На кухне, как тому и следовало быть, тоже не было никого. Я зажег одну из конфорок, налил воды в чайник и поставил его на огонь. Достал из холодильника свой холостяцкий ужин – творог, колбасу, сыр – и, когда закрывал его, в момент, когда дверь с легким чмоканьем присасывалась к корпусу, услышал в комнате какое-то движение, какой-то шорох, словно бы чьи-то легкие шаги, и тихий короткий смешок.
Я бросился в прихожую, заскочил в комнату – она была абсолютно пуста, молчал и свинцово темнел экраном телевизор, все в комнате было как всегда, только у тахты растеклась лужа воды, накапавшая с моих ботинок.
Что это, мерещилось мне, что ли? Я переоделся в домашнее, включил телевизор и, пока не вскипел чайник, какие-нибудь пять – семь минут, сидел перед ним, смотрел рекламу новых товаров народного потребления. Демонстрировали сборно-разборный брезентовый гараж для легкового автомобиля и последнюю модель электрической зубной щетки. Автомобиля у меня нет и едва ли будет, а зубы чистить, слава те господи, рука пока не отсохла…
Ужинал я долго – смотрел газеты, изучал свежий номер "Биохимии", прочитал статью в "Известиях Академии", и, когда вернулся в комнату, по телевизору уже началось "Время". Я выключил его, сел к столу и стал набрасывать тезисы своего завтрашнего выступления на собрании отдела.

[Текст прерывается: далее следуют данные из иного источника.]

// =============================================================================
// Strategy performance tracker & auto-demotion (C5)
// =============================================================================
//
// Tracks each strategy's recent trade outcomes in fixed-size evaluation
// sets and transitions it between live/paper/suspended based on win rate.
// Grounded on the teacher's `risk.rs` rolling-counter-with-reset idiom
// (consecutive-loss tracking generalizes to consecutive-failing-set
// tracking) and the audit style of `decision_envelope.rs` for logging each
// transition with its reason.
// =============================================================================

use chrono::{DateTime, Utc};
use parking_lot::RwLock;
use serde::{Deserialize, Serialize};
use tracing::info;

use crate::types::StrategyMode;

/// Size of each evaluation set (spec.md §4.5 default: 20 trades).
const DEFAULT_SET_SIZE: usize = 20;
/// Win rate a completed set must clear to count as passing (spec.md §4.5
/// `minWinRate`, default 55%). A single threshold governs all three
/// transitions — there is no separate "good"/"bad" band.
const MIN_WIN_RATE: f64 = 0.55;
/// Consecutive passing sets required to promote paper -> live.
const PROMOTE_AFTER_GOOD_SETS: u32 = 2;
/// Consecutive failing sets required to demote paper -> suspended.
const SUSPEND_AFTER_BAD_SETS: u32 = 2;

/// A single closed-trade outcome fed into the tracker.
#[derive(Debug, Clone, Copy)]
pub struct TradeOutcome {
    pub won: bool,
    pub pnl: f64,
}

/// The result of completing one evaluation set.
#[derive(Debug, Clone, Serialize, Deserialize)]
pub struct SetResult {
    pub strategy_id: String,
    pub win_rate: f64,
    pub trade_count: usize,
    pub total_pnl: f64,
    pub completed_at: DateTime<Utc>,
}

/// A recorded mode transition, kept for the strategy's audit trail.
#[derive(Debug, Clone, Serialize, Deserialize)]
pub struct ModeTransition {
    pub strategy_id: String,
    pub from: StrategyMode,
    pub to: StrategyMode,
    pub reason: String,
    pub at: DateTime<Utc>,
}

/// Current state and history for one strategy.
#[derive(Debug, Clone, Serialize, Deserialize)]
pub struct StrategyRecord {
    pub strategy_id: String,
    pub mode: StrategyMode,
    pub consecutive_good_sets: u32,
    pub consecutive_bad_sets: u32,
    pub manual_override: bool,
    #[serde(default)]
    pub history: Vec<ModeTransition>,
}

struct Inner {
    record: StrategyRecord,
    current_set: Vec<TradeOutcome>,
    set_size: usize,
}

/// Owns every strategy's evaluation state. One tracker serves the whole
/// router; strategies register themselves (or are registered lazily on
/// first trade outcome) the same way the teacher's engines are all
/// singletons under `AppState`.
pub struct StrategyTracker {
    strategies: RwLock<std::collections::HashMap<String, Inner>>,
}

impl StrategyTracker {
    pub fn new() -> Self {
        Self {
            strategies: RwLock::new(std::collections::HashMap::new()),
        }
    }

    fn ensure<'a>(
        strategies: &'a mut std::collections::HashMap<String, Inner>,
        strategy_id: &str,
    ) -> &'a mut Inner {
        strategies.entry(strategy_id.to_string()).or_insert_with(|| Inner {
            record: StrategyRecord {
                strategy_id: strategy_id.to_string(),
                mode: StrategyMode::Live,
                consecutive_good_sets: 0,
                consecutive_bad_sets: 0,
                manual_override: false,
                history: Vec::new(),
            },
            current_set: Vec::new(),
            set_size: DEFAULT_SET_SIZE,
        })
    }

    /// Record one completed trade's outcome. Once a full set accumulates,
    /// evaluates it and possibly transitions the strategy's mode. Returns
    /// the completed [`SetResult`] if this outcome filled the set, `None`
    /// otherwise. No-op (trades are still recorded) if the strategy is
    /// under manual override — manual override freezes the *mode*, not the
    /// underlying evaluation bookkeeping (spec.md §4.5).
    pub fn record_outcome(&self, strategy_id: &str, outcome: TradeOutcome) -> Option<SetResult> {
        let mut strategies = self.strategies.write();
        let inner = Self::ensure(&mut strategies, strategy_id);
        inner.current_set.push(outcome);

        if inner.current_set.len() < inner.set_size {
            return None;
        }

        let trades = std::mem::take(&mut inner.current_set);
        let wins = trades.iter().filter(|t| t.won).count();
        let win_rate = wins as f64 / trades.len() as f64;
        let total_pnl: f64 = trades.iter().map(|t| t.pnl).sum();
        let now = Utc::now();

        let result = SetResult {
            strategy_id: strategy_id.to_string(),
            win_rate,
            trade_count: trades.len(),
            total_pnl,
            completed_at: now,
        };

        if !inner.record.manual_override {
            Self::apply_set_result(inner, &result, now);
        }

        Some(result)
    }

    fn apply_set_result(inner: &mut Inner, result: &SetResult, now: DateTime<Utc>) {
        let passed = result.win_rate >= MIN_WIN_RATE;
        if passed {
            inner.record.consecutive_good_sets += 1;
            inner.record.consecutive_bad_sets = 0;
        } else {
            inner.record.consecutive_bad_sets += 1;
            inner.record.consecutive_good_sets = 0;
        }

        let from = inner.record.mode;
        let to = match from {
            StrategyMode::Live if !passed => Some(StrategyMode::Paper),
            StrategyMode::Paper if inner.record.consecutive_good_sets >= PROMOTE_AFTER_GOOD_SETS => {
                Some(StrategyMode::Live)
            }
            StrategyMode::Paper if inner.record.consecutive_bad_sets >= SUSPEND_AFTER_BAD_SETS => {
                Some(StrategyMode::Suspended)
            }
            _ => None,
        };

        if let Some(to) = to {
            let reason = format!(
                "win rate {:.1}% over {} trades",
                result.win_rate * 100.0,
                result.trade_count
            );
            info!(strategy_id = %inner.record.strategy_id, from = %from, to = %to, reason = %reason, "strategy mode transition");
            inner.record.mode = to;
            inner.record.history.push(ModeTransition {
                strategy_id: inner.record.strategy_id.clone(),
                from,
                to,
                reason,
                at: now,
            });
        }
    }

    /// Manually set a strategy's mode, freezing automatic transitions until
    /// overridden again or cleared (spec.md §6 `POST /strategies/:id/override`).
    pub fn set_override(&self, strategy_id: &str, mode: StrategyMode, reason: &str) {
        let mut strategies = self.strategies.write();
        let inner = Self::ensure(&mut strategies, strategy_id);
        let from = inner.record.mode;
        inner.record.mode = mode;
        inner.record.manual_override = true;
        info!(strategy_id, from = %from, to = %mode, reason, "strategy mode manually overridden");
        inner.record.history.push(ModeTransition {
            strategy_id: strategy_id.to_string(),
            from,
            to: mode,
            reason: format!("manual override: {reason}"),
            at: Utc::now(),
        });
    }

    /// Clear a manual override, returning the strategy to automatic
    /// win-rate-driven transitions.
    pub fn clear_override(&self, strategy_id: &str) {
        let mut strategies = self.strategies.write();
        if let Some(inner) = strategies.get_mut(strategy_id) {
            inner.record.manual_override = false;
            info!(strategy_id, "strategy manual override cleared");
        }
    }

    pub fn record(&self, strategy_id: &str) -> Option<StrategyRecord> {
        self.strategies.read().get(strategy_id).map(|i| i.record.clone())
    }

    pub fn all_records(&self) -> Vec<StrategyRecord> {
        self.strategies.read().values().map(|i| i.record.clone()).collect()
    }

    pub fn mode(&self, strategy_id: &str) -> StrategyMode {
        self.strategies
            .read()
            .get(strategy_id)
            .map(|i| i.record.mode)
            .unwrap_or(StrategyMode::Live)
    }
}

impl Default for StrategyTracker {
    fn default() -> Self {
        Self::new()
    }
}

#[cfg(test)]
mod tests {
    use super::*;

    fn fill_set(tracker: &StrategyTracker, strategy_id: &str, wins: usize, losses: usize) -> SetResult {
        let mut last = None;
        for _ in 0..wins {
            last = tracker.record_outcome(strategy_id, TradeOutcome { won: true, pnl: 10.0 });
        }
        for _ in 0..losses {
            last = tracker.record_outcome(strategy_id, TradeOutcome { won: false, pnl: -10.0 });
        }
        last.expect("set should complete when wins+losses == DEFAULT_SET_SIZE")
    }

    #[test]
    fn demotes_live_to_paper_on_bad_set() {
        let tracker = StrategyTracker::new();
        assert_eq!(tracker.mode("s1"), StrategyMode::Live);
        fill_set(&tracker, "s1", 4, 16);
        assert_eq!(tracker.mode("s1"), StrategyMode::Paper);
    }

    #[test]
    fn promotes_paper_to_live_after_two_good_sets() {
        let tracker = StrategyTracker::new();
        fill_set(&tracker, "s1", 4, 16);
        assert_eq!(tracker.mode("s1"), StrategyMode::Paper);

        fill_set(&tracker, "s1", 12, 8);
        assert_eq!(tracker.mode("s1"), StrategyMode::Paper);
        fill_set(&tracker, "s1", 12, 8);
        assert_eq!(tracker.mode("s1"), StrategyMode::Live);
    }

    #[test]
    fn suspends_paper_after_two_bad_sets() {
        let tracker = StrategyTracker::new();
        fill_set(&tracker, "s1", 4, 16);
        assert_eq!(tracker.mode("s1"), StrategyMode::Paper);
        fill_set(&tracker, "s1", 4, 16);
        fill_set(&tracker, "s1", 4, 16);
        assert_eq!(tracker.mode("s1"), StrategyMode::Suspended);
    }

    #[test]
    fn manual_override_freezes_automatic_transitions() {
        let tracker = StrategyTracker::new();
        tracker.set_override("s1", StrategyMode::Paper, "manual review");
        fill_set(&tracker, "s1", 4, 16);
        assert_eq!(tracker.mode("s1"), StrategyMode::Paper);

        tracker.clear_override("s1");
        fill_set(&tracker, "s1", 4, 16);
        fill_set(&tracker, "s1", 4, 16);
        assert_eq!(tracker.mode("s1"), StrategyMode::Suspended);
    }
}
impl FundedRuleEngine {
    pub fn new() -> Self {
        Self {
            accounts: RwLock::new(std::collections::HashMap::new()),
        }
    }

    /// Register (or replace) the rule set for a funded account.
    pub fn register(&self, rules: FundedAccountRules) {
        let today = Utc::now().date_naive();
        let metrics = FundedMetrics {
            account_id: rules.account_id.clone(),
            current_date: today,
            daily_pnl: 0.0,
            peak_equity: rules.starting_balance,
            current_equity: rules.starting_balance,
            daily_trades_count: 0,
            flattened: false,
        };
        info!(account_id = %rules.account_id, "funded account rule set registered");
        self.accounts
            .write()
            .insert(rules.account_id.clone(), Inner { rules, metrics, violations: Vec::new() });
    }

    /// Run all six pre-trade checks against a proposed trade and return
    /// every violation found — never short-circuits, so the caller sees the
    /// full picture in one pass (spec.md §4.4). An empty vec means the trade
    /// is allowed. Unknown accounts are always allowed — funded rules are
    /// opt-in per account.
    ///
    /// `open_contracts` is the account's current open contract count in
    /// `symbol` before this trade; `multiplier`/`reference_price` come from
    /// the instrument registry and the latest quote respectively, and feed
    /// the worst-case-loss probe (`quantity · multiplier · referencePrice ·
    /// worst_case_risk_pct`) used by both the `DAILY_LOSS` and `DRAWDOWN`
    /// checks.
    #[allow(clippy::too_many_arguments)]
    pub fn validate(
        &self,
        account_id: &str,
        symbol: &str,
        open_contracts: f64,
        proposed_quantity: f64,
        multiplier: f64,
        reference_price: f64,
        ts_utc: chrono::DateTime<Utc>,
    ) -> Vec<Violation> {
        let mut accounts = self.accounts.write();
        let Some(inner) = accounts.get_mut(account_id) else {
            return Vec::new();
        };
        Self::maybe_reset_daily(inner, ts_utc);

        let mut violations = Vec::new();
        let r = &inner.rules;
        let m = &inner.metrics;
        let push = |violations: &mut Vec<Violation>, rule: &str, detail: String| {
            violations.push(Violation {
                account_id: account_id.to_string(),
                rule: rule.to_string(),
                detail,
                detected_at: ts_utc,
            });
        };

        if m.flattened {
            push(&mut violations, "EMERGENCY_FLATTENED", "account was emergency-flattened and is locked for the day".to_string());
        }

        // 1. CONTRACT_LIMIT
        let resulting_contracts = open_contracts.abs() + proposed_quantity.abs();
        if resulting_contracts > r.max_contracts as f64 {
            push(
                &mut violations,
                "CONTRACT_LIMIT",
                format!("resulting contracts {resulting_contracts} exceeds limit {}", r.max_contracts),
            );
        }

        // 2. SYMBOL
        if r.restricted_symbols.iter().any(|s| s.eq_ignore_ascii_case(symbol)) {
            push(&mut violations, "SYMBOL", format!("{symbol} is a restricted symbol for this account"));
        }

        // 3. WINDOW
        if let Some(window) = r.trading_window {
            if !Self::within_window(window, ts_utc) {
                push(&mut violations, "WINDOW", format!("{ts_utc} falls outside the account's trading window"));
            }
        }

        // 4. OVERNIGHT — a new position held past the window's close would
        // be carried overnight, which is only allowed when `allow_overnight`.
        if !r.allow_overnight {
            if let Some(window) = r.trading_window {
                if Self::within_last_hour_of_window(window, ts_utc) {
                    push(&mut violations, "OVERNIGHT", "trade would leave a position open past session end".to_string());
                }
            }
        }

        let worst_case_loss = proposed_quantity.abs() * multiplier * reference_price * r.worst_case_risk_pct;

        // 5. DAILY_LOSS — worst-case probe, not a realized-only comparison.
        if m.daily_pnl - worst_case_loss < -r.max_daily_loss {
            push(
                &mut violations,
                "DAILY_LOSS",
                format!(
                    "projected daily PnL {:.2} (worst case) breaches limit -{:.2}",
                    m.daily_pnl - worst_case_loss,
                    r.max_daily_loss
                ),
            );
        }

        // 6. DRAWDOWN
        let current_drawdown = (m.peak_equity - m.current_equity).max(0.0);
        if current_drawdown + worst_case_loss > r.trailing_drawdown {
            push(
                &mut violations,
                "DRAWDOWN",
                format!(
                    "current drawdown {:.2} + worst case {:.2} exceeds trailing limit {:.2}",
                    current_drawdown, worst_case_loss, r.trailing_drawdown
                ),
            );
        }

        if !violations.is_empty() {
            warn!(account_id, count = violations.len(), "funded rule violations detected on pre-trade check");
            inner.violations.extend(violations.iter().cloned());
            while inner.violations.len() > MAX_RETAINED_VIOLATIONS {
                inner.violations.remove(0);
            }
        }

        violations
    }

    /// Whether `ts_utc`'s hour falls inside `window = (open, close)`, using
    /// the same midnight-wrap convention as `instrument::session_open`.
    fn within_window(window: (u32, u32), ts_utc: chrono::DateTime<Utc>) -> bool {
        use chrono::Timelike;
        let hour = ts_utc.hour();
        let (open, close) = window;
        if open <= close {
            hour >= open && hour < close
        } else {
            hour >= open || hour < close
        }
    }

    /// Whether `ts_utc` falls within the hour immediately preceding
    /// `window`'s close — the point past which a fill would carry a
    /// position overnight.
    fn within_last_hour_of_window(window: (u32, u32), ts_utc: chrono::DateTime<Utc>) -> bool {
        use chrono::Timelike;
        let hour = ts_utc.hour();
        let (_, close) = window;
        let last_hour = (close + 23) % 24;
        hour == last_hour
    }

    /// Record the result of a fill against a funded account: updates daily
    /// PnL, equity, peak equity and trade count, then re-checks drawdown and
    /// daily-loss for an emergency flatten trigger (spec.md §4.4).
    ///
    /// Returns `true` if this fill tripped an emergency flatten.
    pub fn on_fill(&self, account_id: &str, realized_pnl_delta: f64, ts_utc: chrono::DateTime<Utc>) -> bool {
        let mut accounts = self.accounts.write();
        let Some(inner) = accounts.get_mut(account_id) else {
            return false;
        };
        Self::maybe_reset_daily(inner, ts_utc);

        inner.metrics.daily_pnl += realized_pnl_delta;
        inner.metrics.daily_trades_count += 1;
        inner.metrics.current_equity += realized_pnl_delta;
        if inner.metrics.current_equity > inner.metrics.peak_equity {
            inner.metrics.peak_equity = inner.metrics.current_equity;
        }

        let r = &inner.rules;
        let m = &inner.metrics;
        let drawdown = (m.peak_equity - m.current_equity).max(0.0);

        if !m.flattened && (m.daily_pnl <= -r.max_daily_loss || drawdown >= r.trailing_drawdown) {
            inner.metrics.flattened = true;
            warn!(account_id, daily_pnl = m.daily_pnl, drawdown, "emergency flatten triggered");
            let rule = if m.daily_pnl <= -r.max_daily_loss { "DAILY_LOSS" } else { "DRAWDOWN" };
            inner.violations.push(Violation {
                account_id: account_id.to_string(),
                rule: rule.to_string(),
                detail: format!(
                    "emergency flatten: daily_pnl={:.2} drawdown={:.2}",
                    m.daily_pnl, drawdown
                ),
                detected_at: ts_utc,
            });
            while inner.violations.len() > MAX_RETAINED_VIOLATIONS {
                inner.violations.remove(0);
            }
            return true;
        }

        false
    }

    /// Every retained violation across all funded accounts, newest first
    /// (spec.md §6 `GET /api/v1/violations`).
    pub fn all_violations(&self) -> Vec<Violation> {
        let accounts = self.accounts.read();
        let mut all: Vec<Violation> = accounts.values().flat_map(|i| i.violations.iter().cloned()).collect();
        all.sort_by(|a, b| b.detected_at.cmp(&a.detected_at));
        all
    }

    pub fn metrics(&self, account_id: &str) -> Option<FundedMetrics> {
        self.accounts.read().get(account_id).map(|i| i.metrics.clone())
    }

    pub fn rules(&self, account_id: &str) -> Option<FundedAccountRules> {
        self.accounts.read().get(account_id).map(|i| i.rules.clone())
    }

    fn maybe_reset_daily(inner: &mut Inner, ts_utc: chrono::DateTime<Utc>) {
        let today = ts_utc.date_naive();
        if inner.metrics.current_date == today {
            return;
        }
        info!(account_id = %inner.rules.account_id, old_date = %inner.metrics.current_date, new_date = %today, "date rolled — resetting funded account daily counters");
        inner.metrics.current_date = today;
        inner.metrics.daily_pnl = 0.0;
        inner.metrics.daily_trades_count = 0;
        inner.metrics.flattened = false;
    }
}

Я хотел лишь набросать но вышло, что исписал почти десять страниц своего большого, с тетрадь, блокнота, и под конец, распалившись, взвинтился так же, как в автобусе. Сердце у меня колотилось с яростной бешеной силой, готовое, казалось, проломить тонкую реберную перегородку. Я захлопнул блокнот, встал, швырнул на него ручку, скатившуюся на стол и звонко побежавшую по его полированной поверхности, и пошел в ванную, под душ.
Горячий душ всегда освежает меня, приводит в норму, и сейчас было так же. Я простоял под его обжигающими, остро-тупыми дымящимися струями минут пятнадцать, поворачиваясь то так, то эдак, нагибаясь, разгибаясь, и когда вышел из ванной, был вполне в состоянии лечь и спокойно заснуть.
Я лег, полистал, попробовал почитать какой-то современный роман, принесенный мне Евгенией, но осилил только страницы три и заснул. Ночью я проснулся от мешавшего мне света, погасил его – и тут же провалился в черное небытие подсознания снова.
2
Домой на следующий день я вернулся поздно – по телевизору, когда я включил его, передавали уже фигурное катание, объявленное последним в программе, и выступали уже лучшие пары. Нервы у меня опять так и дребезжали. Я выступил и вместо намеченных двенадцати-тринадцати минут говорил все двадцать, пытаясь объяснить отсутствие результатов, но я мог говорить хоть час – никто не слушал моих объяснений. Ладно, от прошлой моей работы у меня еще сохранились остатки хорошей репутации – это меня только пока и спасает. Еще год-полтора – и не спасет больше ничто.